→ ASSIGNED TASK:
Extract precisely the lines of the entries below, from the first line through the line containing "use log::debug;".
+ + + + + + +
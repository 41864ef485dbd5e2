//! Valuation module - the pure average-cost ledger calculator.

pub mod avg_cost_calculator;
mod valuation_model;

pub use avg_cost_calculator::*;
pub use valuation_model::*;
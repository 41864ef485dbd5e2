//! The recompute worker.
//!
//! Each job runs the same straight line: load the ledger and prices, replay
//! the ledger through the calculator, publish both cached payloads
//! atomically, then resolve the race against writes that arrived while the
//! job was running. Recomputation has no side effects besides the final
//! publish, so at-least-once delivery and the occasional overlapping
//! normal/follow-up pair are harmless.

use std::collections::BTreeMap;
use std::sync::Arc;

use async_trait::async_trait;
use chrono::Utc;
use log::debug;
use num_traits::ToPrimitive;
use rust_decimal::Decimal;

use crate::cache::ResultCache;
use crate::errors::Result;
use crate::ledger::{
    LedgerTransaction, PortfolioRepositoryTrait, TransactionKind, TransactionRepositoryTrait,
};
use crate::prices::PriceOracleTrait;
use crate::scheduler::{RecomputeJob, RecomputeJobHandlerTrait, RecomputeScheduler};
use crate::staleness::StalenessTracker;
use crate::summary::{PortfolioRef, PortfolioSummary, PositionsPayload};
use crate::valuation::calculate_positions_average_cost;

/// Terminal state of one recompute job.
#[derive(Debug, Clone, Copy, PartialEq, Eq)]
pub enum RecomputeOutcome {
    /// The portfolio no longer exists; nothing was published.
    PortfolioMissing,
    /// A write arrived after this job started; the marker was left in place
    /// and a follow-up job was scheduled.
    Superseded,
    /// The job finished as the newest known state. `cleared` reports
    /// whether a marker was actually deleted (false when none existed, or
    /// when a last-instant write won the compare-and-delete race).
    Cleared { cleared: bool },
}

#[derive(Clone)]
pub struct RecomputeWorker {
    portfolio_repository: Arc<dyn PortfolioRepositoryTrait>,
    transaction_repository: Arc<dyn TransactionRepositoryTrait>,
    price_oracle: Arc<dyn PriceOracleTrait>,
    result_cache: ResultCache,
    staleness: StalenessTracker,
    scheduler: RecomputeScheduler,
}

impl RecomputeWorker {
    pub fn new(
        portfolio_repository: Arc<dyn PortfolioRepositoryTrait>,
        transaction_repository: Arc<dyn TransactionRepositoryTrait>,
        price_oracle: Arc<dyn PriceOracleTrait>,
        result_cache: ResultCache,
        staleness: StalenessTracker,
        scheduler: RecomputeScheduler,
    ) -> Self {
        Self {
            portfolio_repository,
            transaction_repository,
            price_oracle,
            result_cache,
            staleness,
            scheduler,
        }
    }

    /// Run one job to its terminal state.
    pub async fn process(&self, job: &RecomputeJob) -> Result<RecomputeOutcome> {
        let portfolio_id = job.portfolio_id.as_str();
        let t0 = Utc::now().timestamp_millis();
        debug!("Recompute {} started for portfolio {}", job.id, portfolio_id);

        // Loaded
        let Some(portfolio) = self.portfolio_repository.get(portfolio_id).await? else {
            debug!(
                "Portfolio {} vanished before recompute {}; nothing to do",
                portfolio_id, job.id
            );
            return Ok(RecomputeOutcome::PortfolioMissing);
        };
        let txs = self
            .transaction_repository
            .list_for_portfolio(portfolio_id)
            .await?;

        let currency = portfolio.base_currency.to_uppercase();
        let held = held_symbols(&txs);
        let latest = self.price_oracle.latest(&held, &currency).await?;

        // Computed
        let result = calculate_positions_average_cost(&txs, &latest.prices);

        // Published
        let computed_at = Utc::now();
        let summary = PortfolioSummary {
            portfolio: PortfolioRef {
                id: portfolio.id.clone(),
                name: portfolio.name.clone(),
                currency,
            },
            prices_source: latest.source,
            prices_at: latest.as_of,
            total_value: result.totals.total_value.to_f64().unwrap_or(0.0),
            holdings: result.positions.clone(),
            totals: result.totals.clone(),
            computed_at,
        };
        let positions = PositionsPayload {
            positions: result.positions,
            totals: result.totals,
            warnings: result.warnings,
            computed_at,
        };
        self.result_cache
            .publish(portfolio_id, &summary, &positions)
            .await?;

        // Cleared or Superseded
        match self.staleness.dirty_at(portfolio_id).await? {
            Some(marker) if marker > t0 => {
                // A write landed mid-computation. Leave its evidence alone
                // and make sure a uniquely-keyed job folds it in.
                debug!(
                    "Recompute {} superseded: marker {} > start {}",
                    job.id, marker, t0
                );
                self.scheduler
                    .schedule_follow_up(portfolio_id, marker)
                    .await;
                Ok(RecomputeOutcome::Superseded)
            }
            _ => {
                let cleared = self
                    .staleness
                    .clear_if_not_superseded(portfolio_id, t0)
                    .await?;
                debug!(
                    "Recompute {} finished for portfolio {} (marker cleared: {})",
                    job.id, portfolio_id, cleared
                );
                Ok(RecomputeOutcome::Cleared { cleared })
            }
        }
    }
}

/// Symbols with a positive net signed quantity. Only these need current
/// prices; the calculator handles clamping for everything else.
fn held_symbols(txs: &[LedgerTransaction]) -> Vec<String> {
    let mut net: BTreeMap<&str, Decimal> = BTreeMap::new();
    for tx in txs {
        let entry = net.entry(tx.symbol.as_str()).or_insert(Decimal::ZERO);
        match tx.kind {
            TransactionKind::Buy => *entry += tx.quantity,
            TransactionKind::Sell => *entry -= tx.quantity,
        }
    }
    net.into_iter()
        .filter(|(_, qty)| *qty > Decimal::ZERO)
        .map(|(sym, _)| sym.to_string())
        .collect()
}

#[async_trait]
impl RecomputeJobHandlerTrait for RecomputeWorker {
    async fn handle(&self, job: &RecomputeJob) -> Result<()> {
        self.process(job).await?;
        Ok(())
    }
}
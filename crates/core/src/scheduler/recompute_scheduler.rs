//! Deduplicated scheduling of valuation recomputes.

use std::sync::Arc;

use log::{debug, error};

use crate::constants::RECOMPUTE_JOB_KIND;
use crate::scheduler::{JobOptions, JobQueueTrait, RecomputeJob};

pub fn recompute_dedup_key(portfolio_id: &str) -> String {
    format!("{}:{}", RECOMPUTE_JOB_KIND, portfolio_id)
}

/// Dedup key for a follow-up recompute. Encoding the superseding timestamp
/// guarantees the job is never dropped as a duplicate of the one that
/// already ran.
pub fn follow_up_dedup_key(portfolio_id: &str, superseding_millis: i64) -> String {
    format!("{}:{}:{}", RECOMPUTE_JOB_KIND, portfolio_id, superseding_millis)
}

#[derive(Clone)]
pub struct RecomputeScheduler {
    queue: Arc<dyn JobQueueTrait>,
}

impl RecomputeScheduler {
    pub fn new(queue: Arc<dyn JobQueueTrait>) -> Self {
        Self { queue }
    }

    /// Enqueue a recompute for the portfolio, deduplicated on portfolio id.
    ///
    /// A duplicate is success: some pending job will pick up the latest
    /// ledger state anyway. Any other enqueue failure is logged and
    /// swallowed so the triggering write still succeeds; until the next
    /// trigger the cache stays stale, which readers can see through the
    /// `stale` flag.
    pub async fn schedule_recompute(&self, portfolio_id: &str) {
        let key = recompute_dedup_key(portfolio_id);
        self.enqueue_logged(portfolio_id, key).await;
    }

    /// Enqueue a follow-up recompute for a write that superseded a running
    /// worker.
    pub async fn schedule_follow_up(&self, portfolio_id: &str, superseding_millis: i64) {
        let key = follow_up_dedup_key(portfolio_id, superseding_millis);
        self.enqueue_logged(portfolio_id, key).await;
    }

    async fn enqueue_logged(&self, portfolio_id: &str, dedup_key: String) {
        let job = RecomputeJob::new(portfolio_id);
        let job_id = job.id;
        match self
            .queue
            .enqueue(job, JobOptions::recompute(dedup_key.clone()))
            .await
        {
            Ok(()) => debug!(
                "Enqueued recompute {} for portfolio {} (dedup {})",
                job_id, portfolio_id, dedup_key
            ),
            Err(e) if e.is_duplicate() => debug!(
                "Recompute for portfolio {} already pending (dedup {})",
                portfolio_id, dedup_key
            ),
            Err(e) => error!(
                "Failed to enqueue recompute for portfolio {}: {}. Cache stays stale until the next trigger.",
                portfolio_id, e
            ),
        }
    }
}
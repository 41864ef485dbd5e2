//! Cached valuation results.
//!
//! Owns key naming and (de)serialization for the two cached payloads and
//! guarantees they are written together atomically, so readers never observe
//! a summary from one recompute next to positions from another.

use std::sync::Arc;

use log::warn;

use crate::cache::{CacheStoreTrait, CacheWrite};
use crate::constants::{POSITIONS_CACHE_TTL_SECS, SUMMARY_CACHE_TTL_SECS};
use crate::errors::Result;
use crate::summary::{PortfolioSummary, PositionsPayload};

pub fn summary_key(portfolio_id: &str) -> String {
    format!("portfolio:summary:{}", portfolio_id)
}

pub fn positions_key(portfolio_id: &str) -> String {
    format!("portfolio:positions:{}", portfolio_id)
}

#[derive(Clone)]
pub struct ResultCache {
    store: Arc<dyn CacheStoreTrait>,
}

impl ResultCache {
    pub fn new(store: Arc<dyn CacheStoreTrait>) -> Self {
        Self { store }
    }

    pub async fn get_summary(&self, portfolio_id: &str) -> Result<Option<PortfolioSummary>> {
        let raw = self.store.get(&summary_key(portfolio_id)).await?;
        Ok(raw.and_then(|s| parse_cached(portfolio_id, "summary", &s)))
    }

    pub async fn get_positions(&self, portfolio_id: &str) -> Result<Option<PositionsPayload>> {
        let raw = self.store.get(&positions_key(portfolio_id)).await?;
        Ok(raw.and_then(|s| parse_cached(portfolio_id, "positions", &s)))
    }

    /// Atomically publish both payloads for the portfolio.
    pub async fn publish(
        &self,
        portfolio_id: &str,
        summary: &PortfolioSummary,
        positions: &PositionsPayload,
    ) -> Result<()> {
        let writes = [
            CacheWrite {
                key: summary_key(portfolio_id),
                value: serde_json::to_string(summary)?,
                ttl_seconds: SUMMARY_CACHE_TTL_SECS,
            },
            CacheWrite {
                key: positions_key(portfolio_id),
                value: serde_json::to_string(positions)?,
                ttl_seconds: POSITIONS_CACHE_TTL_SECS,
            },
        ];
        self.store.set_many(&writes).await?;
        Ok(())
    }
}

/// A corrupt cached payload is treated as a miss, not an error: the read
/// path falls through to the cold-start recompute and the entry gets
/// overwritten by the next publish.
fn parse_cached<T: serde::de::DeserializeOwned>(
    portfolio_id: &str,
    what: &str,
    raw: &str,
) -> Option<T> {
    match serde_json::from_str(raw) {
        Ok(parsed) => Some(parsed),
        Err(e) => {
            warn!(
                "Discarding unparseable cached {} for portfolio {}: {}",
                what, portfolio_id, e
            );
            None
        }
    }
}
+ + + + + + +
→ RESULT:
repository 41864ef485dbd5e2
//! Valuation module - the pure average-cost ledger calculator.

pub mod avg_cost_calculator;
mod valuation_model;

pub use avg_cost_calculator::*;
pub use valuation_model::*;
repository 41864ef485dbd5e2
//! The recompute worker.
//!
//! Each job runs the same straight line: load the ledger and prices, replay
//! the ledger through the calculator, publish both cached payloads
//! atomically, then resolve the race against writes that arrived while the
//! job was running. Recomputation has no side effects besides the final
//! publish, so at-least-once delivery and the occasional overlapping
//! normal/follow-up pair are harmless.

use std::collections::BTreeMap;
use std::sync::Arc;

use async_trait::async_trait;
use chrono::Utc;
use log::debug;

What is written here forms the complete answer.